Following World War II, millions of U.S. Catholics were poised
to attain the American dream, while at Vatican Council II, the
liberal vision of the church seemed finally to triumph. Yet by the
end of the twentieth century, American Catholicism was in crisis,
plagued by grave ideological divisions; a dwindling pool of
priests, nuns, and monks; and declining financial resources. What
went wrong?
In "Tracing the Sign of the Cross," Marian Ronan identifies the
roots of this crisis in an inability on the part of American
Catholics to mourn a variety of losses suffered in the last third
of the twentieth century. Drawing on the work of four writers with
distinctively Catholic imaginations, Ronan argues that endless
battles over sexuality and gender in particular have kept American
Catholics from confronting these losses, thus jeopardizing the
future of Catholicism.
The writings of James Carroll, the archetypal liberal American
Catholic, form the basis of Ronan's exploration of the church in
the decades following Vatican II. Carroll's writings, especially
his memoir, "An American Requiem," seem to embody the very
engagement with loss Ronan calls for-yet a highly gendered pattern
of resistance to mourning emerges throughout Carroll's writing.

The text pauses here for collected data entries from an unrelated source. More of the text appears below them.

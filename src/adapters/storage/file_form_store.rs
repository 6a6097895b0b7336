//! File-based Form Store Adapter
//!
//! Stores each conversation's form data and state as a YAML file on disk,
//! one directory per conversation.

use async_trait::async_trait;
use std::path::{Path, PathBuf};
use tokio::fs;

use crate::domain::foundation::ConversationId;
use crate::ports::{FormStateStore, FormStoreError, StoredForm};

/// File-based storage for in-progress forms
#[derive(Debug, Clone)]
pub struct FileFormStore {
    base_path: PathBuf,
}

impl FileFormStore {
    /// Create a new file store with a base directory
    ///
    /// # Example
    /// ```ignore
    /// let store = FileFormStore::new("./data/forms");
    /// ```
    pub fn new<P: AsRef<Path>>(base_path: P) -> Self {
        Self {
            base_path: base_path.as_ref().to_path_buf(),
        }
    }

    fn conversation_dir(&self, id: ConversationId) -> PathBuf {
        self.base_path.join(id.to_string())
    }

    fn form_file_path(&self, id: ConversationId) -> PathBuf {
        self.conversation_dir(id).join("form.yaml")
    }

    async fn ensure_dir(&self, path: &Path) -> Result<(), FormStoreError> {
        fs::create_dir_all(path)
            .await
            .map_err(|e| FormStoreError::IoError(e.to_string()))
    }
}

#[async_trait]
impl FormStateStore for FileFormStore {
    async fn save(&self, id: ConversationId, form: &StoredForm) -> Result<(), FormStoreError> {
        self.ensure_dir(&self.conversation_dir(id)).await?;

        let yaml = serde_yaml::to_string(form)
            .map_err(|e| FormStoreError::SerializationFailed(e.to_string()))?;

        fs::write(self.form_file_path(id), yaml)
            .await
            .map_err(|e| FormStoreError::IoError(e.to_string()))
    }

    async fn load(&self, id: ConversationId) -> Result<StoredForm, FormStoreError> {
        let file_path = self.form_file_path(id);
        if !file_path.exists() {
            return Err(FormStoreError::NotFound(id));
        }

        let yaml = fs::read_to_string(&file_path)
            .await
            .map_err(|e| FormStoreError::IoError(e.to_string()))?;

        serde_yaml::from_str(&yaml).map_err(|e| FormStoreError::DeserializationFailed(e.to_string()))
    }

    async fn exists(&self, id: ConversationId) -> Result<bool, FormStoreError> {
        Ok(self.form_file_path(id).exists())
    }

    async fn delete(&self, id: ConversationId) -> Result<(), FormStoreError> {
        let dir = self.conversation_dir(id);
        if dir.exists() {
            fs::remove_dir_all(&dir)
                .await
                .map_err(|e| FormStoreError::IoError(e.to_string()))?;
        }
        Ok(())
    }
}

#[cfg(test)]
mod tests {
    use super::*;
    use crate::domain::form::state::{Ambiguous, FieldStepState, FieldStepStatus, StepState};
    use crate::domain::form::{FormPrompt, FormState, NextStep, PromptButton, StepPhase};
    use crate::domain::foundation::{FieldValue, FormData};
    use chrono::NaiveDate;
    use tempfile::TempDir;

    fn test_form() -> StoredForm {
        let when = NaiveDate::from_ymd_opt(2026, 7, 3)
            .unwrap()
            .and_hms_opt(18, 30, 0)
            .unwrap();
        let data = FormData::new()
            .with("Size", "Large")
            .with("Count", 2i64)
            .with("Delivery", when)
            .with(
                "Toppings",
                FieldValue::List(vec![FieldValue::from("Ham"), FieldValue::from("Olives")]),
            );
        let mut state = FormState::new(4);
        state.step = 2;
        state.set_phase(0, StepPhase::Completed);
        state.set_phase(2, StepPhase::Responding);
        state.history = vec![0];
        state.next = Some(NextStep::Named(vec!["Size".into(), "Count".into()]));
        state.step_state = Some(StepState::Field(FieldStepState {
            status: FieldStepStatus::Clarifying,
            unmatched: None,
            settled: Vec::new(),
            clarifications: vec![Ambiguous::new(
                "chicken",
                vec![FieldValue::from("Chicken"), FieldValue::from("BBQ Chicken")],
            )],
        }));
        state.last_prompt = Some(
            FormPrompt::new("Please select toppings").with_buttons(vec![PromptButton::new("Ham", "Ham")]),
        );
        StoredForm::new(data, state)
    }

    #[tokio::test]
    async fn test_file_store_save_and_load() {
        let temp_dir = TempDir::new().unwrap();
        let store = FileFormStore::new(temp_dir.path());
        let id = ConversationId::new();
        let form = test_form();

        store.save(id, &form).await.unwrap();
        let loaded = store.load(id).await.unwrap();

        assert_eq!(loaded, form);
    }

    #[tokio::test]
    async fn test_file_store_load_nonexistent() {
        let temp_dir = TempDir::new().unwrap();
        let store = FileFormStore::new(temp_dir.path());

        let result = store.load(ConversationId::new()).await;

        assert!(matches!(result, Err(FormStoreError::NotFound(_))));
    }

    #[tokio::test]
    async fn test_file_store_exists_and_delete() {
        let temp_dir = TempDir::new().unwrap();
        let store = FileFormStore::new(temp_dir.path());
        let id = ConversationId::new();

        assert!(!store.exists(id).await.unwrap());
        store.save(id, &test_form()).await.unwrap();
        assert!(store.exists(id).await.unwrap());

        store.delete(id).await.unwrap();
        assert!(!store.exists(id).await.unwrap());
        assert!(!store.conversation_dir(id).exists());
    }

    #[tokio::test]
    async fn test_file_store_delete_missing_is_ok() {
        let temp_dir = TempDir::new().unwrap();
        let store = FileFormStore::new(temp_dir.path());

        assert!(store.delete(ConversationId::new()).await.is_ok());
    }

    #[tokio::test]
    async fn test_file_store_overwrites_on_save() {
        let temp_dir = TempDir::new().unwrap();
        let store = FileFormStore::new(temp_dir.path());
        let id = ConversationId::new();
        let mut form = test_form();

        store.save(id, &form).await.unwrap();
        form.data.set("Size", "Small");
        form.state.step = 3;
        store.save(id, &form).await.unwrap();

        let loaded = store.load(id).await.unwrap();
        assert_eq!(loaded.data.get("Size"), Some(&FieldValue::from("Small")));
        assert_eq!(loaded.state.step, 3);
    }

    #[tokio::test]
    async fn test_file_store_corrupt_file_fails_to_load() {
        let temp_dir = TempDir::new().unwrap();
        let store = FileFormStore::new(temp_dir.path());
        let id = ConversationId::new();
        std::fs::create_dir_all(store.conversation_dir(id)).unwrap();
        std::fs::write(store.form_file_path(id), "state: [unclosed").unwrap();

        let result = store.load(id).await;

        assert!(matches!(result, Err(FormStoreError::DeserializationFailed(_))));
    }
}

Ronan discerns a similar Catholic "inability to mourn" in the
early works of the novelist Mary Gordon, the feminist philosopher
of science Donna Haraway, and the essayist Richard Rodriguez. While
Gordon's characters gradually engage their profound losses,
Haraway's female cyborg dons a crown of thorns, and Rodriguez
confronts his own gay/brown identity-contributing in all cases to a
new and chastened vision of the church. Framed by the author's own
personal experience, "Tracing the Sign of the Cross" is an intimate
and persuasive account of Catholic possibility in a postmodern
world.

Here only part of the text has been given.